• THE PROBLEM:
Search the entries below for "greater", and copy each line where it appears.

------ GIVEN RECORDS

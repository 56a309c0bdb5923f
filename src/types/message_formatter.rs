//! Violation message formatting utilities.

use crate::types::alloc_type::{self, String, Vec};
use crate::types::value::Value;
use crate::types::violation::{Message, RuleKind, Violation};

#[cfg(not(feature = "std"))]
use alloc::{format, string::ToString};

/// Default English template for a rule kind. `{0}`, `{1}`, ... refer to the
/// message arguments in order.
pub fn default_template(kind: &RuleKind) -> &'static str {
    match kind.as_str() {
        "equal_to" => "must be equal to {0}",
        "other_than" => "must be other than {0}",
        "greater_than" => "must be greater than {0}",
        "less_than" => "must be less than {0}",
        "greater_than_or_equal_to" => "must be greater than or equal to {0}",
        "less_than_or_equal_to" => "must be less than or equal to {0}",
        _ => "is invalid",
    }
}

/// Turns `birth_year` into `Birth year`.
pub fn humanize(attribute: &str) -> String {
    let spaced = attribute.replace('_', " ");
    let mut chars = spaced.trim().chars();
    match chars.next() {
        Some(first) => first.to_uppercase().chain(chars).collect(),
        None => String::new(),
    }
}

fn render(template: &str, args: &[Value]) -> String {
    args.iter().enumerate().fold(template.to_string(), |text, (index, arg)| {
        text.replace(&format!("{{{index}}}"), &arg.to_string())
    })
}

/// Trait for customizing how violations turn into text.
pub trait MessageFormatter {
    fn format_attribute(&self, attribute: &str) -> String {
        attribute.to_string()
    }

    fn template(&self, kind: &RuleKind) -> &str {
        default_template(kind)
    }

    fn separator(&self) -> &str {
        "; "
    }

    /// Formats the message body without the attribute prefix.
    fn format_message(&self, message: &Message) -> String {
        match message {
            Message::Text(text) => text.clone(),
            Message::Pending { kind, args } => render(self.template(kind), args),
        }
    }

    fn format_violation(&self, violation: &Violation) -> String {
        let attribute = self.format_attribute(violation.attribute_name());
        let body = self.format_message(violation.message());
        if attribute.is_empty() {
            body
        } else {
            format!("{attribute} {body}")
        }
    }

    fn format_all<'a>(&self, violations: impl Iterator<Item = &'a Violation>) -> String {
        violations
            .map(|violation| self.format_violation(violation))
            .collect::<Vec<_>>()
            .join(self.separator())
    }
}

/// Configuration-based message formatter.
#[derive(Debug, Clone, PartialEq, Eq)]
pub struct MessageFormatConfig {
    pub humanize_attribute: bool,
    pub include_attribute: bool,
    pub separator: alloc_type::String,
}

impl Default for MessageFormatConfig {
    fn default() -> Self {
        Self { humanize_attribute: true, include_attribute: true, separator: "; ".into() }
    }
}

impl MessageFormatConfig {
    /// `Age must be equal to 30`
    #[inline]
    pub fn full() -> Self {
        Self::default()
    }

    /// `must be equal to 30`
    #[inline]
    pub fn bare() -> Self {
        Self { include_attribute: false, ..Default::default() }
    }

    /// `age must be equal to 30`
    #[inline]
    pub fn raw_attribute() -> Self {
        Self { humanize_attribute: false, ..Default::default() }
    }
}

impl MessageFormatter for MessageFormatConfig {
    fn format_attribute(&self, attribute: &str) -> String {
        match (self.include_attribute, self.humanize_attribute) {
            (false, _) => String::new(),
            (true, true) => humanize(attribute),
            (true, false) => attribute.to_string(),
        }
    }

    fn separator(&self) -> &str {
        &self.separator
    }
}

------------

• REPLY:
        "greater_than" => "must be greater than {0}",
        "greater_than_or_equal_to" => "must be greater than or equal to {0}",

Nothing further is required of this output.